リュナン・ヴァルス連合がグラナダで篭城する前、ロファールが率いるウエルト王国を中心とした西部諸侯連合軍は大陸で一、二を争うほどの要害・バルト要塞へ向けて進軍していた。その中には後にリュナン、セネト、ホームズと並んで英雄と称されたマールの獅子王子リチャードの姿があった。しかしマール軍のほとんどは父の遺臣ばかりで構成されていてマール軍の指揮官であり自己主張の強いリチャードと配下の武将との衝突は絶えなかった。彼らがリチャードと共にしているのはその戦の上手さによるところが大きい。つまりリチャードにとって一度の戦敗が全てを失うことになるのかもしれないのだ。そしてリチャードにとってこの戦いは彼の人生で最大の試練とも言えよう。そしてリチャードはこの試練に敢然と立ち向かったのである。しかし重臣達は彼のそんな決意を知る由もなく、ただ出世のために総司令官ロファールに何とか気に入られようとしているのだった。これが後に人間不信の性格、よく言えば、慎重な性格を植え付けることとなるのは言うまでもない。
しかし時はそんな決意をしたリチャードに天運を呼び込むことはなかった。イストリアの内応を知り、迅速にバルト要塞を落とした連合軍であるが、総司令官ロファールの読みが最悪の方へと転がってしまい、エルンスト率いる帝国軍とギュネス・ロナルド親子の率いるイストリア軍に挟撃されてしまう。そして真っ先にこの挟撃を受けたのがマール軍だった。結束は皆無とさえ言われた当時のマール軍は予想以上の善戦をする。
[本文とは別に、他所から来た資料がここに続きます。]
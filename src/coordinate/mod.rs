//! Coordinate handling for grid rectangles
//!
//! This module provides the point and rect types with their text form,
//! pixel grid sizing, decimal rounding and WGS84/GCJ02 conversion.

mod point;
mod rect;
mod grid;
mod precision;
mod transform;
mod crs;
#[cfg(test)]
mod tests;

// Re-export key types
pub use self::point::{Point, point_to_string, X, Y};
pub use self::rect::{
    Rect, parse_rect, rect_to_string, bot_top_to_top_bot, top_bot_to_bot_top,
    RECT_LEFT_BOT, RECT_RIGHT_TOP, RECT_LEFT_TOP, RECT_RIGHT_BOT,
};
pub use self::grid::{range_width, range_height};
pub use self::precision::{
    quantize_decimal, quantize_with, precision_scale, point_precision, round_point_precision,
    DEFAULT_PRECISION,
};
pub use self::transform::{
    wgs84_to_gcj02, gcj02_to_wgs84, transform_lat, transform_lng, out_of_china,
    wgs84_rect_to_gcj02_rect, gcj02_rect_to_wgs84_rect, CoordinateTransformer,
};
pub use self::crs::CoordinateSystem;
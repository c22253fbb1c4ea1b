//! Rectangle structure and its "x1,y1|x2,y2" text form

use std::fmt;
use std::ops::Index;
use log::{debug, warn};
use super::point::{Point, X, Y};

/// Slot of the left-bottom corner in a bot-top rect
pub const RECT_LEFT_BOT: usize = 0;
/// Slot of the right-top corner in a bot-top rect
pub const RECT_RIGHT_TOP: usize = 1;
/// Slot of the left-top corner in a top-bot rect
pub const RECT_LEFT_TOP: usize = 0;
/// Slot of the right-bottom corner in a top-bot rect
pub const RECT_RIGHT_BOT: usize = 1;

/// Separator between the two corners of a serialized rect
pub const CORNER_SEPARATOR: char = '|';
/// Separator between the coordinates of a serialized point
pub const COORD_SEPARATOR: char = ',';

/// An axis-aligned rectangle given by two corner points
///
/// Whether the corners are (left-bottom, right-top) or (left-top, right-bottom)
/// is a convention the caller keeps track of. Use the `RECT_*` constants to
/// address the corners.
#[derive(Debug, Clone, PartialEq, Eq, Hash)]
pub struct Rect {
    /// The two corners in convention order
    pub corners: [Point; 2],
}

impl Rect {
    /// Create a rect from its two corners
    pub fn new(first: Point, second: Point) -> Self {
        Rect { corners: [first, second] }
    }

    /// Borrow both corners
    pub fn corners(&self) -> &[Point; 2] {
        &self.corners
    }

    /// Parse a serialized rect; see [`parse_rect`]
    pub fn from_string(rect_str: &str) -> Option<Self> {
        parse_rect(rect_str)
    }
}

impl Index<usize> for Rect {
    type Output = Point;

    fn index(&self, index: usize) -> &Point {
        &self.corners[index]
    }
}

impl fmt::Display for Rect {
    fn fmt(&self, f: &mut fmt::Formatter<'_>) -> fmt::Result {
        write!(f, "{}{}{}", self.corners[0], CORNER_SEPARATOR, self.corners[1])
    }
}

/// Serialize a rect as "x1,y1|x2,y2"
pub fn rect_to_string(rect: &Rect) -> String {
    rect.to_string()
}

/// Parse "x1,y1|x2,y2" into a rect
///
/// Returns `None` unless the text holds exactly two corners of exactly two
/// coordinates each. Coordinates are not checked for being numeric.
pub fn parse_rect(rect_str: &str) -> Option<Rect> {
    let parts: Vec<&str> = rect_str.split(CORNER_SEPARATOR).collect();
    if parts.len() != 2 {
        warn!("Rejecting rect '{}': expected 2 corners, found {}", rect_str, parts.len());
        return None;
    }

    let mut points = Vec::with_capacity(2);
    for part in parts {
        let coords: Vec<&str> = part.split(COORD_SEPARATOR).collect();
        if coords.len() != 2 {
            warn!("Rejecting rect '{}': corner '{}' has {} coordinates", rect_str, part, coords.len());
            return None;
        }
        points.push(Point::new(coords[X], coords[Y]));
    }

    let second = points.pop()?;
    let first = points.pop()?;
    Some(Rect::new(first, second))
}

/// Convert a (left-bottom, right-top) rect to (left-top, right-bottom)
pub fn bot_top_to_top_bot(bot_top_rect: &Rect) -> Rect {
    let left_bot = &bot_top_rect[RECT_LEFT_BOT];
    let right_top = &bot_top_rect[RECT_RIGHT_TOP];

    let top_bot = Rect::new(
        Point::new(left_bot.x.clone(), right_top.y.clone()),
        Point::new(right_top.x.clone(), left_bot.y.clone()),
    );
    debug!("Converted bot-top rect {} to top-bot rect {}", bot_top_rect, top_bot);
    top_bot
}

/// Convert a (left-top, right-bottom) rect to (left-bottom, right-top)
pub fn top_bot_to_bot_top(top_bot_rect: &Rect) -> Rect {
    let left_top = &top_bot_rect[RECT_LEFT_TOP];
    let right_bot = &top_bot_rect[RECT_RIGHT_BOT];

    let bot_top = Rect::new(
        Point::new(left_top.x.clone(), right_bot.y.clone()),
        Point::new(right_bot.x.clone(), left_top.y.clone()),
    );
    debug!("Converted top-bot rect {} to bot-top rect {}", top_bot_rect, bot_top);
    bot_top
}
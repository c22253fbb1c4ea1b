//! Tests for decimal rounding

use rust_decimal::Decimal;
use crate::errors::GridError;
use crate::coordinate::{
    point_precision, precision_scale, quantize_decimal, quantize_with, round_point_precision,
    Point, DEFAULT_PRECISION,
};

#[test]
fn test_quantize_default_precision() {
    assert_eq!(quantize_decimal("1.2345678", DEFAULT_PRECISION).unwrap(), "1.234568");
}

#[test]
fn test_quantize_pads_short_values() {
    assert_eq!(quantize_decimal("1.5", DEFAULT_PRECISION).unwrap(), "1.500000");
    assert_eq!(quantize_decimal("116", DEFAULT_PRECISION).unwrap(), "116.000000");
}

#[test]
fn test_quantize_half_even() {
    assert_eq!(quantize_decimal("0.0000005", DEFAULT_PRECISION).unwrap(), "0.000000");
    assert_eq!(quantize_decimal("0.0000015", DEFAULT_PRECISION).unwrap(), "0.000002");
    assert_eq!(quantize_decimal("2.5", "0").unwrap(), "2");
    assert_eq!(quantize_decimal("3.5", "0").unwrap(), "4");
}

#[test]
fn test_quantize_with_scale() {
    let value = Decimal::new(123456789, 8);
    assert_eq!(quantize_with(value, 2).unwrap().to_string(), "1.23");
    assert_eq!(quantize_with(value, 10).unwrap().to_string(), "1.2345678900");
}

#[test]
fn test_quantize_overflow_when_digits_do_not_fit() {
    // 24 integer digits plus 6 fractional digits exceed the 28 available
    match quantize_decimal("123456789012345678901234.5", DEFAULT_PRECISION) {
        Err(GridError::Overflow(_)) => {}
        other => panic!("unexpected result: {:?}", other),
    }

    let value = Decimal::from_i128_with_scale(1234567890123456789012345, 0);
    assert!(matches!(quantize_with(value, 6), Err(GridError::Overflow(_))));
    assert_eq!(quantize_with(value, 3).unwrap().scale(), 3);
}

#[test]
fn test_quantize_keeps_negative_zero() {
    assert_eq!(quantize_decimal("-0.0000001", DEFAULT_PRECISION).unwrap(), "-0.000000");
    assert_eq!(quantize_decimal("-0.4", "0").unwrap(), "-0");
    assert_eq!(quantize_decimal("0.4", "0").unwrap(), "0");
}

#[test]
fn test_precision_scale() {
    assert_eq!(precision_scale("0.000000").unwrap(), 6);
    assert_eq!(precision_scale("0").unwrap(), 0);
    assert!(precision_scale("six").is_err());
}

#[test]
fn test_round_point_precision() {
    let point = Point::new("116.40367162595768", "39.91063350638631");
    assert_eq!(round_point_precision(&point).unwrap(), Point::new("116.403672", "39.910634"));
}

#[test]
fn test_point_precision_custom() {
    let point = Point::new("116.40367162595768", "39.91063350638631");
    assert_eq!(point_precision(&point, "0.01").unwrap(), Point::new("116.40", "39.91"));
}

#[test]
fn test_quantize_rejects_garbage() {
    assert!(quantize_decimal("north", DEFAULT_PRECISION).is_err());
}
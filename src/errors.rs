//! Custom error types for grid and coordinate processing

use std::fmt;
use std::io;

/// Grid-specific error types
#[derive(Debug)]
pub enum GridError {
    /// I/O error
    IoError(io::Error),
    /// Text that is not a decimal number
    InvalidDecimal(String),
    /// Text that is not a floating point number
    InvalidFloat(String),
    /// Pixel size of zero
    DivisionByZero,
    /// Decimal result out of range
    Overflow(String),
    /// Malformed configuration
    ConfigError(String),
    /// Generic error with message
    GenericError(String),
}

impl fmt::Display for GridError {
    fn fmt(&self, f: &mut fmt::Formatter<'_>) -> fmt::Result {
        match self {
            GridError::IoError(e) => write!(f, "I/O error: {}", e),
            GridError::InvalidDecimal(s) => write!(f, "Invalid decimal value: '{}'", s),
            GridError::InvalidFloat(s) => write!(f, "Invalid float value: '{}'", s),
            GridError::DivisionByZero => write!(f, "Division by zero pixel size"),
            GridError::Overflow(msg) => write!(f, "Decimal overflow: {}", msg),
            GridError::ConfigError(msg) => write!(f, "Configuration error: {}", msg),
            GridError::GenericError(msg) => write!(f, "Grid error: {}", msg),
        }
    }
}

impl std::error::Error for GridError {}

impl From<io::Error> for GridError {
    fn from(error: io::Error) -> Self {
        GridError::IoError(error)
    }
}

impl From<rust_decimal::Error> for GridError {
    fn from(error: rust_decimal::Error) -> Self {
        GridError::Overflow(error.to_string())
    }
}

/// Result type for grid operations
pub type GridResult<T> = Result<T, GridError>;

impl From<String> for GridError {
    fn from(msg: String) -> Self {
        GridError::GenericError(msg)
    }
}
合戦になるとやはり血が騒ぐのか、マール軍の将はリチャードの采配に従って、彼の手足のごとく動き出したのだ。それでもやはりロファールのご機嫌取りに行っている者もいて、戦える兵は従来の半分でしかなかった。マール軍はまず陣容をよく知っているイストリア軍への攻撃を始めた。もちろんその際、帝国軍の攻撃を背後から受けるが、背に腹は変えられずにいた。マール軍の戦上手はリーベリアでも有名なのか、4倍のイストリア軍と同等の戦いをしていた。これでもし先ほどロファールのご機嫌取りに行っていた将の部隊が戻っていれば、イストリア軍を破っていて窮地を脱していたかもしれない。しかし西部諸侯連合の盟友であり、マール軍の側面を守らせていたノール軍が壊滅して、勢いに乗るイストリア別働隊に横腹を貫かれ、これでマール軍は大混乱に陥った。さすがのリチャードも負けを感じたのか、周囲にいる兵をまとめてイストリア軍に突撃した。もちろんこれを切り開いて血路を開くためである。リチャードの周りにいた兵は彼のために命を賭して主君のために戦い、ついに血みどろのバルト要塞からの脱出に成功する。しかしすでにリチャードの周りには彼の唯一の理解者であるロレンス将軍と5人の供しかいなかった。そしてこれがリチャードにとって全てを失った瞬間でもあった。彼の所領だったマールはバルト戦役に勝ったイストリア軍によって制圧されたが、落城までにリチャードがマール王城に現れることはなかったという。
マール落城から数日、西部諸侯連合は少ない兵で、マールを吸収したイストリア軍と決死の攻防を繰り返していた。有力な指導者がいない西部諸侯連合からすれば侵攻を許していないと言うことは奇跡的である。そしてこのとき、誰もがマール王国の存在を実感したのである。今までは言うまでもなく、西部諸侯連合の玄関的役割を果たしていたマールは交通、戦略上のどちらにおいても重要な位置であった。そこを治めるマール王国は幾度もイストリアと和戦を繰り返していたが、戦時下には西部諸侯連合のほとんどは見知らぬふりをしていて、援軍を送ろうとはしなかったのである。それはマールの豊かさをねたんでの行為であった。しかし歴代のマール王はそれをとがめようとはせずにあたかも当然のように幾度もイストリアから西部諸侯連合を守っていた。それはリチャードにも受け継がれていたが、さすがに帝国とイストリアでは今までの慣習では辛かった。それから西部諸侯連合はマールが滅亡して、ようやくその存在の意味の大きさを知るのだった。西部諸侯連合は今、英雄を求めていた。しかしマールの獅子王子リチャードは相も変わらず行方をくらませている。そしてこのリチャードが運命の出会いを果たすのはもう少し後のことである。